**Your task**
Type the entries out once more. Match them exactly.

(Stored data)
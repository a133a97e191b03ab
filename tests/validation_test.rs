use chrono::NaiveDate;
use talho::cpf::{digits_only, format_cpf, validate_cpf};
use talho::validation::{
    ValidationError, require, validate_birthday, validate_cep, validate_cpf_field,
    validate_email, validate_password, validate_phone,
};

fn today() -> NaiveDate {
    NaiveDate::from_ymd_opt(2024, 10, 14).unwrap()
}

#[test]
fn cpf_check_digits() {
    assert!(validate_cpf("11144477735"));
    assert!(validate_cpf("111.444.777-35"));
    assert!(validate_cpf("529.982.247-25"));

    // wrong check digit
    assert!(!validate_cpf("11144477736"));
    assert!(!validate_cpf("11144477745"));
    // repeated digits pass the checksum but are not real numbers
    assert!(!validate_cpf("11111111111"));
    assert!(!validate_cpf("000.000.000-00"));
    // length
    assert!(!validate_cpf("1114447773"));
    assert!(!validate_cpf("111444777350"));
    assert!(!validate_cpf(""));
}

#[test]
fn cpf_formatting() {
    assert_eq!(format_cpf("11144477735").as_deref(), Some("111.444.777-35"));
    assert_eq!(format_cpf("11144477736"), None);
    assert_eq!(digits_only(" 111.444.777-35 "), "11144477735");
}

#[test]
fn required_fields() {
    assert_eq!(require("  ", "nome"), Err(ValidationError::Required("nome")));
    assert!(require("Ana", "nome").is_ok());
    assert_eq!(
        ValidationError::Required("nome").to_string(),
        "Preencha o campo nome."
    );
}

#[test]
fn emails() {
    assert!(validate_email("ana@talho.com.br").is_ok());
    assert!(validate_email("  ana@talho.com ").is_ok());
    assert_eq!(validate_email("ana@talho"), Err(ValidationError::Email));
    assert_eq!(validate_email("ana talho@x.com"), Err(ValidationError::Email));
}

#[test]
fn phones_keep_only_digits() {
    assert_eq!(validate_phone("(11) 98765-4321").unwrap(), "11987654321");
    assert_eq!(validate_phone("11 3456-7890").unwrap(), "1134567890");
    assert_eq!(validate_phone("98765-4321"), Err(ValidationError::Phone));
    assert_eq!(validate_phone("(01) 98765-4321"), Err(ValidationError::Phone));
}

#[test]
fn ceps() {
    assert_eq!(validate_cep("01310-100").unwrap(), "01310100");
    assert_eq!(validate_cep("01310100").unwrap(), "01310100");
    assert_eq!(validate_cep("1310-100"), Err(ValidationError::Cep));
    assert_eq!(validate_cep("01.310-100"), Err(ValidationError::Cep));
}

#[test]
fn cpf_field_returns_digits() {
    assert_eq!(validate_cpf_field("111.444.777-35").unwrap(), "11144477735");
    assert_eq!(validate_cpf_field("123"), Err(ValidationError::Cpf));
    assert_eq!(ValidationError::Cpf.to_string(), "Informe um CPF válido.");
}

#[test]
fn birthdays() {
    assert_eq!(
        validate_birthday("15/05/1990", today()).unwrap(),
        NaiveDate::from_ymd_opt(1990, 5, 15).unwrap()
    );
    // eighteenth birthday is today
    assert!(validate_birthday("14/10/2006", today()).is_ok());
    assert_eq!(
        validate_birthday("15/10/2006", today()),
        Err(ValidationError::Underage)
    );
    assert_eq!(
        validate_birthday("15/10/2024", today()),
        Err(ValidationError::Birthday)
    );
    assert_eq!(
        validate_birthday("31/02/2000", today()),
        Err(ValidationError::Birthday)
    );
    assert_eq!(
        validate_birthday("01/01/1899", today()),
        Err(ValidationError::Birthday)
    );
    assert_eq!(
        validate_birthday("1990-05-15", today()),
        Err(ValidationError::Birthday)
    );
}

#[test]
fn passwords() {
    assert!(validate_password("12345678").is_ok());
    assert!(validate_password("açougue!").is_ok());
    assert_eq!(validate_password("1234567"), Err(ValidationError::Password));
}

**Solution to the exercise**
repository a133a97e191b03ab
filename tests/validation_test.rs
use chrono::NaiveDate;
use talho::cpf::{digits_only, format_cpf, validate_cpf};
use talho::validation::{
    ValidationError, require, validate_birthday, validate_cep, validate_cpf_field,
    validate_email, validate_password, validate_phone,
};

fn today() -> NaiveDate {
    NaiveDate::from_ymd_opt(2024, 10, 14).unwrap()
}

#[test]
fn cpf_check_digits() {
    assert!(validate_cpf("11144477735"));
    assert!(validate_cpf("111.444.777-35"));
    assert!(validate_cpf("529.982.247-25"));

    // wrong check digit
    assert!(!validate_cpf("11144477736"));
    assert!(!validate_cpf("11144477745"));
    // repeated digits pass the checksum but are not real numbers
    assert!(!validate_cpf("11111111111"));
    assert!(!validate_cpf("000.000.000-00"));
    // length
    assert!(!validate_cpf("1114447773"));
    assert!(!validate_cpf("111444777350"));
    assert!(!validate_cpf(""));
}

#[test]
fn cpf_formatting() {
    assert_eq!(format_cpf("11144477735").as_deref(), Some("111.444.777-35"));
    assert_eq!(format_cpf("11144477736"), None);
    assert_eq!(digits_only(" 111.444.777-35 "), "11144477735");
}

#[test]
fn required_fields() {
    assert_eq!(require("  ", "nome"), Err(ValidationError::Required("nome")));
    assert!(require("Ana", "nome").is_ok());
    assert_eq!(
        ValidationError::Required("nome").to_string(),
        "Preencha o campo nome."
    );
}

#[test]
fn emails() {
    assert!(validate_email("ana@talho.com.br").is_ok());
    assert!(validate_email("  ana@talho.com ").is_ok());
    assert_eq!(validate_email("ana@talho"), Err(ValidationError::Email));
    assert_eq!(validate_email("ana talho@x.com"), Err(ValidationError::Email));
}

#[test]
fn phones_keep_only_digits() {
    assert_eq!(validate_phone("(11) 98765-4321").unwrap(), "11987654321");
    assert_eq!(validate_phone("11 3456-7890").unwrap(), "1134567890");
    assert_eq!(validate_phone("98765-4321"), Err(ValidationError::Phone));
    assert_eq!(validate_phone("(01) 98765-4321"), Err(ValidationError::Phone));
}

#[test]
fn ceps() {
    assert_eq!(validate_cep("01310-100").unwrap(), "01310100");
    assert_eq!(validate_cep("01310100").unwrap(), "01310100");
    assert_eq!(validate_cep("1310-100"), Err(ValidationError::Cep));
    assert_eq!(validate_cep("01.310-100"), Err(ValidationError::Cep));
}

#[test]
fn cpf_field_returns_digits() {
    assert_eq!(validate_cpf_field("111.444.777-35").unwrap(), "11144477735");
    assert_eq!(validate_cpf_field("123"), Err(ValidationError::Cpf));
    assert_eq!(ValidationError::Cpf.to_string(), "Informe um CPF válido.");
}

#[test]
fn birthdays() {
    assert_eq!(
        validate_birthday("15/05/1990", today()).unwrap(),
        NaiveDate::from_ymd_opt(1990, 5, 15).unwrap()
    );
    // eighteenth birthday is today
    assert!(validate_birthday("14/10/2006", today()).is_ok());
    assert_eq!(
        validate_birthday("15/10/2006", today()),
        Err(ValidationError::Underage)
    );
    assert_eq!(
        validate_birthday("15/10/2024", today()),
        Err(ValidationError::Birthday)
    );
    assert_eq!(
        validate_birthday("31/02/2000", today()),
        Err(ValidationError::Birthday)
    );
    assert_eq!(
        validate_birthday("01/01/1899", today()),
        Err(ValidationError::Birthday)
    );
    assert_eq!(
        validate_birthday("1990-05-15", today()),
        Err(ValidationError::Birthday)
    );
}

#[test]
fn passwords() {
    assert!(validate_password("12345678").is_ok());
    assert!(validate_password("açougue!").is_ok());
    assert_eq!(validate_password("1234567"), Err(ValidationError::Password));
}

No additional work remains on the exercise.